WHAT IS EXPECTED:
Copy the data that follows, exactly and completely.
*** Opening of INFORMATION GIVEN ***
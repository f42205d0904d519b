use std::sync::Mutex;
use std::time::Duration;

use async_trait::async_trait;
use burnrate_core::{BurnRateError, Result, StreamEvent};
use futures::StreamExt;

use crate::progress::ProgressSink;
use crate::source::{CompletionRequest, CompletionSource, EventStream};

#[derive(Debug, Clone)]
pub enum Scripted {
    Event(StreamEvent),
    Fail(String),
}

/// Replays the same script for every request.
pub struct ScriptedSource {
    script: Vec<Scripted>,
    delay: Duration,
    open_error: Option<String>,
    requests: Mutex<Vec<CompletionRequest>>,
}

impl ScriptedSource {
    pub fn new(script: Vec<Scripted>) -> Self {
        Self::with_delay(script, Duration::ZERO)
    }

    pub fn with_delay(script: Vec<Scripted>, delay: Duration) -> Self {
        Self {
            script,
            delay,
            open_error: None,
            requests: Mutex::new(Vec::new()),
        }
    }

    pub fn failing_to_open(message: &str) -> Self {
        Self {
            open_error: Some(message.to_string()),
            ..Self::new(Vec::new())
        }
    }

    pub fn requests(&self) -> Vec<CompletionRequest> {
        self.requests.lock().unwrap().clone()
    }
}

#[async_trait]
impl CompletionSource for ScriptedSource {
    async fn stream(&self, request: &CompletionRequest) -> Result<EventStream> {
        self.requests.lock().unwrap().push(request.clone());
        if let Some(message) = &self.open_error {
            return Err(BurnRateError::Stream(message.clone()));
        }

        let delay = self.delay;
        let items = self.script.clone().into_iter().map(|item| match item {
            Scripted::Event(event) => Ok(event),
            Scripted::Fail(message) => Err(BurnRateError::Stream(message)),
        });
        let stream = futures::stream::iter(items).then(move |item| async move {
            if !delay.is_zero() {
                tokio::time::sleep(delay).await;
            }
            item
        });
        Ok(Box::pin(stream))
    }
}

/// Progress sink that keeps every call in order.
#[derive(Default)]
pub struct Recorder(Mutex<Vec<i64>>);

impl Recorder {
    pub fn calls(&self) -> Vec<i64> {
        self.0.lock().unwrap().clone()
    }
}

impl ProgressSink for Recorder {
    fn add(&self, tokens: i64) {
        self.0.lock().unwrap().push(tokens);
    }
}
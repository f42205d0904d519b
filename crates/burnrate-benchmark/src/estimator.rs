/// Approximate token counter used while a stream is still in flight.
///
/// This is a heuristic, not a tokenizer: subword tokenizers usually emit a
/// little more than one token per whitespace word, and fragments without any
/// whitespace (punctuation, partial words) are priced by character density.
/// Authoritative counts from the server always take precedence.
#[derive(Debug, Clone, Copy, PartialEq)]
pub struct TokenEstimator {
    pub tokens_per_word: f64,
    pub chars_per_token: f64,
}

impl TokenEstimator {
    pub const DEFAULT_TOKENS_PER_WORD: f64 = 1.3;
    pub const DEFAULT_CHARS_PER_TOKEN: f64 = 3.0;

    pub fn new(tokens_per_word: f64, chars_per_token: f64) -> Self {
        Self {
            tokens_per_word,
            chars_per_token,
        }
    }

    /// Returns `0` for blank input and at least `1` otherwise.
    pub fn estimate(&self, text: &str) -> u32 {
        let trimmed = text.trim();
        if trimmed.is_empty() {
            return 0;
        }

        let words = trimmed.split_whitespace().count();
        if words > 0 {
            return ((words as f64 * self.tokens_per_word) as u32).max(1);
        }

        // Character-density fallback for fragments without word boundaries.
        let chars = trimmed.chars().count();
        ((chars as f64 / self.chars_per_token) as u32).max(1)
    }
}

impl Default for TokenEstimator {
    fn default() -> Self {
        Self::new(Self::DEFAULT_TOKENS_PER_WORD, Self::DEFAULT_CHARS_PER_TOKEN)
    }
}

pub fn estimate_tokens(text: &str) -> u32 {
    TokenEstimator::default().estimate(text)
}
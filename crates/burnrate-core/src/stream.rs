use serde::{Deserialize, Serialize};

/// Authoritative token accounting reported by the server, usually only on the
/// final event of a stream.
#[derive(Debug, Clone, Copy, Default, PartialEq, Eq, Serialize, Deserialize)]
pub struct Usage {
    pub prompt_tokens: u32,
    pub completion_tokens: u32,
}

impl Usage {
    pub fn new(prompt_tokens: u32, completion_tokens: u32) -> Self {
        Self {
            prompt_tokens,
            completion_tokens,
        }
    }

    pub fn is_empty(&self) -> bool {
        self.prompt_tokens == 0 && self.completion_tokens == 0
    }
}

/// One incremental unit of a completion stream.
#[derive(Debug, Clone, Default, PartialEq, Eq, Serialize, Deserialize)]
pub struct StreamEvent {
    #[serde(default)]
    pub delta: Option<String>,
    #[serde(default)]
    pub usage: Option<Usage>,
}

impl StreamEvent {
    pub fn content(delta: impl Into<String>) -> Self {
        Self {
            delta: Some(delta.into()),
            usage: None,
        }
    }

    pub fn usage(prompt_tokens: u32, completion_tokens: u32) -> Self {
        Self {
            delta: None,
            usage: Some(Usage::new(prompt_tokens, completion_tokens)),
        }
    }
}
use anyhow::Result;
use clap::Parser;
use ft_core::config::{self, SceneConfig};

pub mod app;
pub mod cli;

fn main() -> Result<()> {
    // 1. Parse CLI
    let cli = cli::Cli::parse();

    // 2. Initialize logging
    env_logger::Builder::new()
        .filter_level(cli.log_level.parse().unwrap_or(log::LevelFilter::Warn))
        .init();

    // 3. Resolve the scene and apply CLI overrides
    let scene = resolve_scene(&cli)?;

    // 4. Terminal up, run, terminal down (always restored, even on error)
    let terminal = ratatui::init();
    let result = app::App::new(scene).run(terminal);
    ratatui::restore();

    result
}

/// Load the scene file, fall back to the built-in scene when the default
/// path does not exist, and apply CLI overrides. Overrides are validated too:
/// `--depth` may not exceed the recursion cap.
fn resolve_scene(cli: &cli::Cli) -> Result<SceneConfig> {
    let mut scene = if cli.scene.exists() {
        config::load_scene(&cli.scene)?
    } else {
        log::warn!(
            "scene file not found: {}. Using the built-in scene.",
            cli.scene.display()
        );
        SceneConfig::default()
    };

    if let Some(depth) = cli.depth {
        for spec in &mut scene.triangles {
            spec.depth = depth;
        }
    }
    if let Some(glyph) = cli.glyph {
        for spec in &mut scene.triangles {
            spec.glyph = glyph;
        }
    }
    if cli.no_color {
        scene.color_enabled = false;
    }

    scene.validate()?;
    Ok(scene)
}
*** Close of INFORMATION GIVEN ***
RESPONSE TO THE EXERCISE:
repository f42205d0904d519b
use std::sync::Mutex;
use std::time::Duration;

use async_trait::async_trait;
use burnrate_core::{BurnRateError, Result, StreamEvent};
use futures::StreamExt;

use crate::progress::ProgressSink;
use crate::source::{CompletionRequest, CompletionSource, EventStream};

#[derive(Debug, Clone)]
pub enum Scripted {
    Event(StreamEvent),
    Fail(String),
}

/// Replays the same script for every request.
pub struct ScriptedSource {
    script: Vec<Scripted>,
    delay: Duration,
    open_error: Option<String>,
    requests: Mutex<Vec<CompletionRequest>>,
}

impl ScriptedSource {
    pub fn new(script: Vec<Scripted>) -> Self {
        Self::with_delay(script, Duration::ZERO)
    }

    pub fn with_delay(script: Vec<Scripted>, delay: Duration) -> Self {
        Self {
            script,
            delay,
            open_error: None,
            requests: Mutex::new(Vec::new()),
        }
    }

    pub fn failing_to_open(message: &str) -> Self {
        Self {
            open_error: Some(message.to_string()),
            ..Self::new(Vec::new())
        }
    }

    pub fn requests(&self) -> Vec<CompletionRequest> {
        self.requests.lock().unwrap().clone()
    }
}

#[async_trait]
impl CompletionSource for ScriptedSource {
    async fn stream(&self, request: &CompletionRequest) -> Result<EventStream> {
        self.requests.lock().unwrap().push(request.clone());
        if let Some(message) = &self.open_error {
            return Err(BurnRateError::Stream(message.clone()));
        }

        let delay = self.delay;
        let items = self.script.clone().into_iter().map(|item| match item {
            Scripted::Event(event) => Ok(event),
            Scripted::Fail(message) => Err(BurnRateError::Stream(message)),
        });
        let stream = futures::stream::iter(items).then(move |item| async move {
            if !delay.is_zero() {
                tokio::time::sleep(delay).await;
            }
            item
        });
        Ok(Box::pin(stream))
    }
}

/// Progress sink that keeps every call in order.
#[derive(Default)]
pub struct Recorder(Mutex<Vec<i64>>);

impl Recorder {
    pub fn calls(&self) -> Vec<i64> {
        self.0.lock().unwrap().clone()
    }
}

impl ProgressSink for Recorder {
    fn add(&self, tokens: i64) {
        self.0.lock().unwrap().push(tokens);
    }
}
repository f42205d0904d519b
filename crates/burnrate-benchmark/src/estimator.rs
/// Approximate token counter used while a stream is still in flight.
///
/// This is a heuristic, not a tokenizer: subword tokenizers usually emit a
/// little more than one token per whitespace word, and fragments without any
/// whitespace (punctuation, partial words) are priced by character density.
/// Authoritative counts from the server always take precedence.
#[derive(Debug, Clone, Copy, PartialEq)]
pub struct TokenEstimator {
    pub tokens_per_word: f64,
    pub chars_per_token: f64,
}

impl TokenEstimator {
    pub const DEFAULT_TOKENS_PER_WORD: f64 = 1.3;
    pub const DEFAULT_CHARS_PER_TOKEN: f64 = 3.0;

    pub fn new(tokens_per_word: f64, chars_per_token: f64) -> Self {
        Self {
            tokens_per_word,
            chars_per_token,
        }
    }

    /// Returns `0` for blank input and at least `1` otherwise.
    pub fn estimate(&self, text: &str) -> u32 {
        let trimmed = text.trim();
        if trimmed.is_empty() {
            return 0;
        }

        let words = trimmed.split_whitespace().count();
        if words > 0 {
            return ((words as f64 * self.tokens_per_word) as u32).max(1);
        }

        // Character-density fallback for fragments without word boundaries.
        let chars = trimmed.chars().count();
        ((chars as f64 / self.chars_per_token) as u32).max(1)
    }
}

impl Default for TokenEstimator {
    fn default() -> Self {
        Self::new(Self::DEFAULT_TOKENS_PER_WORD, Self::DEFAULT_CHARS_PER_TOKEN)
    }
}

pub fn estimate_tokens(text: &str) -> u32 {
    TokenEstimator::default().estimate(text)
}
filename crates/burnrate-core/src/stream.rs
use serde::{Deserialize, Serialize};

/// Authoritative token accounting reported by the server, usually only on the
/// final event of a stream.
#[derive(Debug, Clone, Copy, Default, PartialEq, Eq, Serialize, Deserialize)]
pub struct Usage {
    pub prompt_tokens: u32,
    pub completion_tokens: u32,
}

impl Usage {
    pub fn new(prompt_tokens: u32, completion_tokens: u32) -> Self {
        Self {
            prompt_tokens,
            completion_tokens,
        }
    }

    pub fn is_empty(&self) -> bool {
        self.prompt_tokens == 0 && self.completion_tokens == 0
    }
}

/// One incremental unit of a completion stream.
#[derive(Debug, Clone, Default, PartialEq, Eq, Serialize, Deserialize)]
pub struct StreamEvent {
    #[serde(default)]
    pub delta: Option<String>,
    #[serde(default)]
    pub usage: Option<Usage>,
}

impl StreamEvent {
    pub fn content(delta: impl Into<String>) -> Self {
        Self {
            delta: Some(delta.into()),
            usage: None,
        }
    }

    pub fn usage(prompt_tokens: u32, completion_tokens: u32) -> Self {
        Self {
            delta: None,
            usage: Some(Usage::new(prompt_tokens, completion_tokens)),
        }
    }
}
use anyhow::Result;
use clap::Parser;
use ft_core::config::{self, SceneConfig};

pub mod app;
pub mod cli;

fn main() -> Result<()> {
    // 1. Parse CLI
    let cli = cli::Cli::parse();

    // 2. Initialize logging
    env_logger::Builder::new()
        .filter_level(cli.log_level.parse().unwrap_or(log::LevelFilter::Warn))
        .init();

    // 3. Resolve the scene and apply CLI overrides
    let scene = resolve_scene(&cli)?;

    // 4. Terminal up, run, terminal down (always restored, even on error)
    let terminal = ratatui::init();
    let result = app::App::new(scene).run(terminal);
    ratatui::restore();

    result
}

/// Load the scene file, fall back to the built-in scene when the default
/// path does not exist, and apply CLI overrides. Overrides are validated too:
/// `--depth` may not exceed the recursion cap.
fn resolve_scene(cli: &cli::Cli) -> Result<SceneConfig> {
    let mut scene = if cli.scene.exists() {
        config::load_scene(&cli.scene)?
    } else {
        log::warn!(
            "scene file not found: {}. Using the built-in scene.",
            cli.scene.display()
        );
        SceneConfig::default()
    };

    if let Some(depth) = cli.depth {
        for spec in &mut scene.triangles {
            spec.depth = depth;
        }
    }
    if let Some(glyph) = cli.glyph {
        for spec in &mut scene.triangles {
            spec.glyph = glyph;
        }
    }
    if cli.no_color {
        scene.color_enabled = false;
    }

    scene.validate()?;
    Ok(scene)
}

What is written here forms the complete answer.